Is Strategy Execution Anyone's Full Time Job in a Hospital?
Virtually all hospitals and health systems have full-time staff responsible for developing strategy. These VPs and Directors of Strategic Planning work in concert with their CEOs, Executive Teams, and Board Members to create what is often a 100+ page document we're all used to seeing. Unfortunately, what we're not used to seeing is a single person who has the full-time job of executing that strategy.
After years of working with our nation's largest and smallest hospitals, my advice for all of these organizations is to appoint a "Strategy Execution Officer" (an SEO). This person's job would be to address two themes that I see across all hospitals: a lack of understanding of the effort it takes to execute strategy and a lack of accountability for doing it.
In a nutshell, here are the major responsibilities for the SEO:
- Translating the strategic plan narrative into a Balanced Scorecard that can executed
- Cascading the top-level Balanced Scorecard down and across the entire organization
- Gaining the buy-in and engagement of leadership at all levels to "USE" their cascaded and aligned balanced scorecards
- Coaching leadership at all levels how to conduct consistent, data-driven business reviews on their Balanced Scorecards
- Prioritizing and aligning projects (both large and small) to measures on the Balanced Scorecards
At our most successful clients, I see engaged top leadership that have appointed someone at the senior level to own strategy execution. They have the clout, skill set, and background to be successful in that position. I usually see a 2 year effort to work through the cultural change and leadership coaching it takes before strategy execution is "institutionalized" or "hardwired."
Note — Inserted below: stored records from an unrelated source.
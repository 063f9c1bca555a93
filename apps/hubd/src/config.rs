use hub_provider::ProviderConfig;

#[derive(Debug, Clone)]
pub struct AppConfig {
    pub log_filter: String,
    pub connection_id: String,
    pub provider: ProviderConfig,
}

impl AppConfig {
    pub fn from_env() -> Self {
        Self::from_lookup(|key| std::env::var(key).ok())
    }

    fn from_lookup<F>(lookup: F) -> Self
    where
        F: Fn(&str) -> Option<String>,
    {
        let defaults = ProviderConfig::default();
        let log_filter = lookup("HUBD_LOG")
            .or_else(|| lookup("RUST_LOG"))
            .unwrap_or_else(|| "info".into());
        let connection_id = lookup("HUBD_CONNECTION_ID").unwrap_or_else(|| "stdio".into());
        let bus_capacity = lookup("HUBD_BUS_CAPACITY")
            .and_then(|v| v.parse().ok())
            .unwrap_or(defaults.bus_capacity);
        let job_name_prefix = lookup("HUBD_JOB_PREFIX").unwrap_or(defaults.job_name_prefix);
        Self {
            log_filter,
            connection_id,
            provider: ProviderConfig {
                bus_capacity,
                job_name_prefix,
            },
        }
    }
}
Here are the consequences I see when organizations don't dedicate the leadership and time it takes to conduct this work:
- Lots of talk, but no changes in outcomes
- No predictability of outcomes (i.e., when they are good, nobody knows why; when they are not good, nobody knows why)
- Isolated
pockets of teams gather their own data, but there is no effort to
synthesize it, ensure consistency, or to act upon the various data sets
- Poor project prioritization, resulting most often in overworked nursing and quality reporting staffs
- Ad hoc requests for data and inconsistent reviews of performance
Do you have a person dedicated to Strategy Execution? Tell me about it.

As of this spring, functional duties were expanded/formalized within Sunrise Health (a regional system of hospitals & ASCs within HCA) to create the CSO role -- Chief Strategy Officer. The role basically functions as you've outlined, and is supported by a full-time analyst/project manager (MBA-trained) to help build and manage the tracking systems and ongoing activities. Our primary benefit to the enterprise is in aligning daily operations with our desired outcomes.
Posted by: Amy Stevens | June 22, 2008 at 07:27 PM
Mercy Health Partners established its Office of Strategy Management (OSM) slightly more than a year and a half ago. It is led by a Sr. V.P, OSM, who reports to the system CEO. We have 1 FT staff, and have recently appointed a director. Strategy Planning and Communications also report upto him.